Exercise prompt. Give back an exact copy of the lines below, from the first through the line with "output of the"; please stop there.

....

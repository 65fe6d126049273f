//! Transformer decoder.
use candle_core::{ModuleT, Tensor};
use candle_nn::VarBuilder;
use snafu::{ensure, ResultExt, Snafu};

use crate::architectures::{BuildArchitecture, Embeddings};
use crate::architectures::{BuildDecoderLayer, Decoder, DecoderLayer, DecoderOutput};
use crate::error::BoxedError;
use crate::kv_cache::{KeyValueCache, LayerKeyValueCache, LayerKeyValueCacheError};
use crate::layers::attention::AttentionMask;
use crate::layers::build_module::BuildModule;
use crate::layers::identity::Identity;
use crate::layers::transformer::{
    TransformerEmbeddings, TransformerEmbeddingsConfig, TransformerEmbeddingsError,
    TransformerLayerConfig,
};

/// Configuration of a pre-norm transformer decoder, such as GPT-2.
///
/// Pre-norm layers leave their output unnormalized, so the output of the
/// last layer passes through `output_layer_norm`.
#[derive(Debug)]
pub struct TransformerDecoderConfig {
    embeddings: TransformerEmbeddingsConfig,
    layer: Box<dyn BuildDecoderLayer<Cache = LayerKeyValueCache>>,
    n_hidden_layers: usize,
    output_layer_norm: Box<dyn BuildModule>,
}

impl TransformerDecoderConfig {
    /// Embeddings of the pieces and their positions.
    ///
    /// Default: `TransformerEmbeddingsConfig::default()`
    pub fn embeddings(mut self, embeddings: TransformerEmbeddingsConfig) -> Self {
        self.embeddings = embeddings;
        self
    }

    /// Configuration shared by all layers.
    ///
    /// Default: `TransformerLayerConfig::default()`
    pub fn layer(mut self, layer: Box<dyn BuildDecoderLayer<Cache = LayerKeyValueCache>>) -> Self {
        self.layer = layer;
        self
    }

    /// Number of layers.
    ///
    /// Default: `12`
    pub fn n_hidden_layers(mut self, n_hidden_layers: usize) -> Self {
        self.n_hidden_layers = n_hidden_layers;
        self
    }

    /// Normalization of the last hidden state.
    ///
    /// Default: `Identity`
    pub fn output_layer_norm(mut self, output_layer_norm: Box<dyn BuildModule>) -> Self {
        self.output_layer_norm = output_layer_norm;
        self
    }
}

impl Default for TransformerDecoderConfig {
    fn default() -> Self {
        TransformerDecoderConfig {
            embeddings: TransformerEmbeddingsConfig::default(),
            layer: Box::<TransformerLayerConfig>::default(),
            n_hidden_layers: 12,
            output_layer_norm: Box::new(Identity),
        }
    }
}

impl BuildArchitecture for TransformerDecoderConfig {
    type Architecture = TransformerDecoder;

    fn build(&self, vb: VarBuilder) -> Result<Self::Architecture, BoxedError> {
        let embeddings = self
            .embeddings
            .build_embeddings(vb.push_prefix("embeddings"))
            .context(BuildEmbeddingsSnafu)?;

        let mut layers = Vec::with_capacity(self.n_hidden_layers);
        for layer in 0..self.n_hidden_layers {
            layers.push(
                self.layer
                    .build_decoder_layer(vb.push_prefix(format!("layer_{layer}")))
                    .context(BuildLayerSnafu { layer })?,
            );
        }

        let output_layer_norm = self
            .output_layer_norm
            .build(vb.push_prefix("output_layer_norm"))
            .context(BuildOutputLayerNormSnafu)?;

        Ok(TransformerDecoder {
            embeddings,
            layers,
            output_layer_norm,
        })
    }
}

#[derive(Debug, Snafu)]
pub enum TransformerDecoderError {
    #[snafu(display("Cannot build decoder embeddings"))]
    BuildEmbeddings { source: TransformerEmbeddingsError },

    #[snafu(display("Cannot build decoder layer {layer}"))]
    BuildLayer { layer: usize, source: BoxedError },

    #[snafu(display("Cannot build output layer norm"))]
    BuildOutputLayerNorm { source: BoxedError },

    #[snafu(display("Cannot get length of cached sequence"))]
    CacheLength { source: LayerKeyValueCacheError },

    #[snafu(display("Cannot embed pieces"))]
    Embed { source: BoxedError },

    #[snafu(display("Cannot apply decoder layer {layer}"))]
    Layer { layer: usize, source: BoxedError },

    #[snafu(display("Cannot apply output layer norm"))]
    OutputLayerNorm { source: candle_core::Error },

    #[snafu(display("Cannot create positions"))]
    Positions { source: candle_core::Error },

    #[snafu(display("Cannot decode {seq_len} pieces, the decoder has {n_positions} positions"))]
    SequenceTooLong { seq_len: usize, n_positions: usize },
}

/// Transformer decoder.
pub struct TransformerDecoder {
    embeddings: TransformerEmbeddings,
    layers: Vec<Box<dyn DecoderLayer<Cache = LayerKeyValueCache>>>,
    output_layer_norm: Box<dyn ModuleT>,
}

impl TransformerDecoder {
    pub fn embeddings(&self) -> &TransformerEmbeddings {
        &self.embeddings
    }

    /// Number of learned positions, which bounds the length of the
    /// cached and new pieces together.
    pub fn n_positions(&self) -> Option<usize> {
        self.embeddings.n_positions()
    }

    /// Positions of `piece_ids`, continuing after the cached pieces.
    fn positions(
        &self,
        piece_ids: &Tensor,
        cache: &KeyValueCache,
    ) -> Result<Tensor, TransformerDecoderError> {
        let (_, n_new) = piece_ids.dims2().context(PositionsSnafu)?;
        let start = cache.seq_len().context(CacheLengthSnafu)?;
        let end = start + n_new;
        if let Some(n_positions) = self.n_positions() {
            ensure!(
                end <= n_positions,
                SequenceTooLongSnafu {
                    seq_len: end,
                    n_positions
                }
            );
        }

        Tensor::arange(start as u32, end as u32, piece_ids.device())
            .and_then(|positions| positions.unsqueeze(0))
            .context(PositionsSnafu)
    }
}

impl Decoder for TransformerDecoder {
    type Cache = KeyValueCache;

    fn forward_t(
        &self,
        piece_ids: &Tensor,
        attention_mask: &AttentionMask,
        cache: &mut Self::Cache,
        positions: Option<&Tensor>,
        train: bool,
    ) -> Result<DecoderOutput, BoxedError> {
        let positions = match positions {
            Some(positions) => positions.clone(),
            None => self.positions(piece_ids, cache)?,
        };

        let mut hidden_states = Vec::with_capacity(self.layers.len() + 1);
        let mut hidden = self
            .embeddings
            .forward(piece_ids, train, Some(&positions), None)
            .context(EmbedSnafu)?;

        for (layer, decoder_layer) in self.layers.iter().enumerate() {
            let next = decoder_layer
                .forward_t(
                    &hidden,
                    attention_mask,
                    cache.layer_mut(layer),
                    Some(&positions),
                    train,
                )
                .context(LayerSnafu { layer })?;
            hidden_states.push(hidden);
            hidden = next;
        }

        let hidden = self
            .output_layer_norm
            .forward_t(&hidden, train)
            .context(OutputLayerNormSnafu)?;
        hidden_states.push(hidden);

        Ok(DecoderOutput::new(hidden_states))
    }
}
use candle_core::{DType, Tensor, D};
use candle_nn::ops::log_softmax;
use snafu::{ensure, ResultExt, Snafu};

#[derive(Debug, Snafu)]
pub enum LossError {
    #[snafu(display("Cannot compute cross entropy"))]
    CrossEntropy { source: candle_core::Error },

    #[snafu(display("Loss mask does not select any position"))]
    EmptyMask,
}

/// Cross entropy of the positions selected by a loss mask.
///
/// * `logits` - Next-piece logits.
///   *Shape:* `(batch_size, seq_len, n_pieces)`
/// * `labels` - The piece that should be predicted at each position.
///   *Shape:* `(batch_size, seq_len)`
/// * `loss_mask` - `1` for positions that contribute to the loss.
///   *Shape:* `(batch_size, seq_len)`
///
/// Returns: the mean negative log likelihood over the masked positions.
pub fn masked_cross_entropy(
    logits: &Tensor,
    labels: &Tensor,
    loss_mask: &Tensor,
) -> Result<Tensor, LossError> {
    let loss_mask = loss_mask.to_dtype(DType::F32).context(CrossEntropySnafu)?;
    let n_positions = loss_mask
        .sum_all()
        .and_then(|sum| sum.to_scalar::<f32>())
        .context(CrossEntropySnafu)?;
    ensure!(n_positions > 0., EmptyMaskSnafu);

    let log_probs = logits
        .to_dtype(DType::F32)
        .and_then(|logits| log_softmax(&logits, D::Minus1))
        .context(CrossEntropySnafu)?;
    let label_log_probs = labels
        .unsqueeze(D::Minus1)
        .and_then(|labels| log_probs.gather(&labels, D::Minus1))
        .and_then(|log_probs| log_probs.squeeze(D::Minus1))
        .context(CrossEntropySnafu)?;

    (label_log_probs * loss_mask)
        .and_then(|nll| nll.sum_all())
        .and_then(|nll| nll.affine(-1. / n_positions as f64, 0.))
        .context(CrossEntropySnafu)
}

....

Answer to the exercise.
repository 65fe6d126049273f
//! Transformer decoder.
use candle_core::{ModuleT, Tensor};
use candle_nn::VarBuilder;
use snafu::{ensure, ResultExt, Snafu};

use crate::architectures::{BuildArchitecture, Embeddings};
use crate::architectures::{BuildDecoderLayer, Decoder, DecoderLayer, DecoderOutput};
use crate::error::BoxedError;
use crate::kv_cache::{KeyValueCache, LayerKeyValueCache, LayerKeyValueCacheError};
use crate::layers::attention::AttentionMask;
use crate::layers::build_module::BuildModule;
use crate::layers::identity::Identity;
use crate::layers::transformer::{
    TransformerEmbeddings, TransformerEmbeddingsConfig, TransformerEmbeddingsError,
    TransformerLayerConfig,
};

/// Configuration of a pre-norm transformer decoder, such as GPT-2.
///
/// Pre-norm layers leave their output unnormalized, so the output of the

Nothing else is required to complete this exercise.